__About this task__:
Within the material below, find each line bearing the word "crate" and present it.
---*---
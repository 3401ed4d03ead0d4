//! Content proxy handlers — article listing and gated page resolution.

use axum::Json;
use axum::extract::{Query, State};
use axum::http::Uri;
use axum::response::{IntoResponse, Redirect, Response};
use axum_extra::extract::cookie::CookieJar;
use tracing::debug;

use admingate_core::error::{AppError, ErrorKind};
use admingate_drupal::client::Bearer;
use admingate_drupal::jsonapi::JsonApiParams;

use crate::dto::request::PageQuery;
use crate::dto::response::{CollectionResponse, Pagination};
use crate::error::ApiError;
use crate::extractors::session::CurrentSession;
use crate::state::AppState;

/// Sparse fieldset for the article table.
const ARTICLE_FIELDS: &str = "title,path,field_image,uid,created,body";

/// GET /api/articles?page=&limit=
///
/// Proxies the published-article collection with a pagination envelope.
pub async fn list_articles(
    State(state): State<AppState>,
    session: CurrentSession,
    Query(query): Query<PageQuery>,
) -> Result<Json<CollectionResponse>, ApiError> {
    let page = query.page();
    let limit = query.limit();

    let params = JsonApiParams {
        fields: vec![("node--article".to_string(), ARTICLE_FIELDS.to_string())],
        filter: vec![("status".to_string(), "1".to_string())],
        include: Some("field_image,uid".to_string()),
        sort: Some("-created".to_string()),
        limit: Some(limit),
        offset: Some(query.offset()),
    };

    let data = state
        .drupal
        .get_resource_collection(session.bearer(), "node--article", &params)
        .await?;

    // The collection meta does not reliably carry a count, so total comes
    // from a wide second read.
    let count_params = JsonApiParams {
        filter: vec![("status".to_string(), "1".to_string())],
        limit: Some(100),
        ..Default::default()
    };
    let total = state
        .drupal
        .get_resource_collection(session.bearer(), "node--article", &count_params)
        .await?
        .len() as u64;

    Ok(Json(CollectionResponse {
        data,
        pagination: Pagination {
            page,
            limit,
            total,
            total_pages: total.div_ceil(limit),
        },
    }))
}

/// Gated fallback — resolves a site path against the backend and returns
/// the matching resource.
///
/// Page semantics apply here: an unusable session redirects to sign-in
/// (cookies cleared) instead of answering 401 JSON.
pub async fn resolve_page(State(state): State<AppState>, jar: CookieJar, uri: Uri) -> Response {
    let path = uri.path().to_string();

    // Unmatched API routes fall through to this handler; they are not
    // site paths.
    if path.starts_with("/api") {
        return ApiError(AppError::not_found(format!("No route for {path}"))).into_response();
    }

    let tokens = match state.guard.ensure_valid(&jar).await {
        Ok(tokens) => tokens,
        Err(err)
            if matches!(
                err.kind,
                ErrorKind::NotAuthenticated | ErrorKind::ReauthenticationRequired
            ) =>
        {
            debug!(path = %path, "Session unusable, redirecting to sign-in");
            let redirect: String = url::form_urlencoded::byte_serialize(path.as_bytes()).collect();
            return (
                state.cookies.clear(jar),
                Redirect::temporary(&format!("/signin?redirect={redirect}")),
            )
                .into_response();
        }
        Err(err) => return ApiError(err).into_response(),
    };

    let bearer = Bearer {
        token_type: &tokens.token_type,
        access_token: &tokens.access_token,
    };

    let resolved = match state.drupal.translate_path(bearer, &path).await {
        Ok(Some(resolved)) => resolved,
        Ok(None) => {
            return ApiError(AppError::not_found(format!("Unknown path {path}"))).into_response();
        }
        Err(err) => return ApiError(err).into_response(),
    };

    let resource = match state
        .drupal
        .get_resource(bearer, &resolved.resource_type, &resolved.uuid)
        .await
    {
        Ok(resource) => resource,
        Err(err) => return ApiError(err).into_response(),
    };

    let response = Json(resource).into_response();
    match tokens.rotated {
        Some(pair) => (state.cookies.apply(jar, &pair), response).into_response(),
        None => response,
    }
}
---*---
__Exercise output__:
use crate::dto::request::PageQuery;
use crate::dto::response::{CollectionResponse, Pagination};
use crate::error::ApiError;
use crate::extractors::session::CurrentSession;
use crate::state::AppState;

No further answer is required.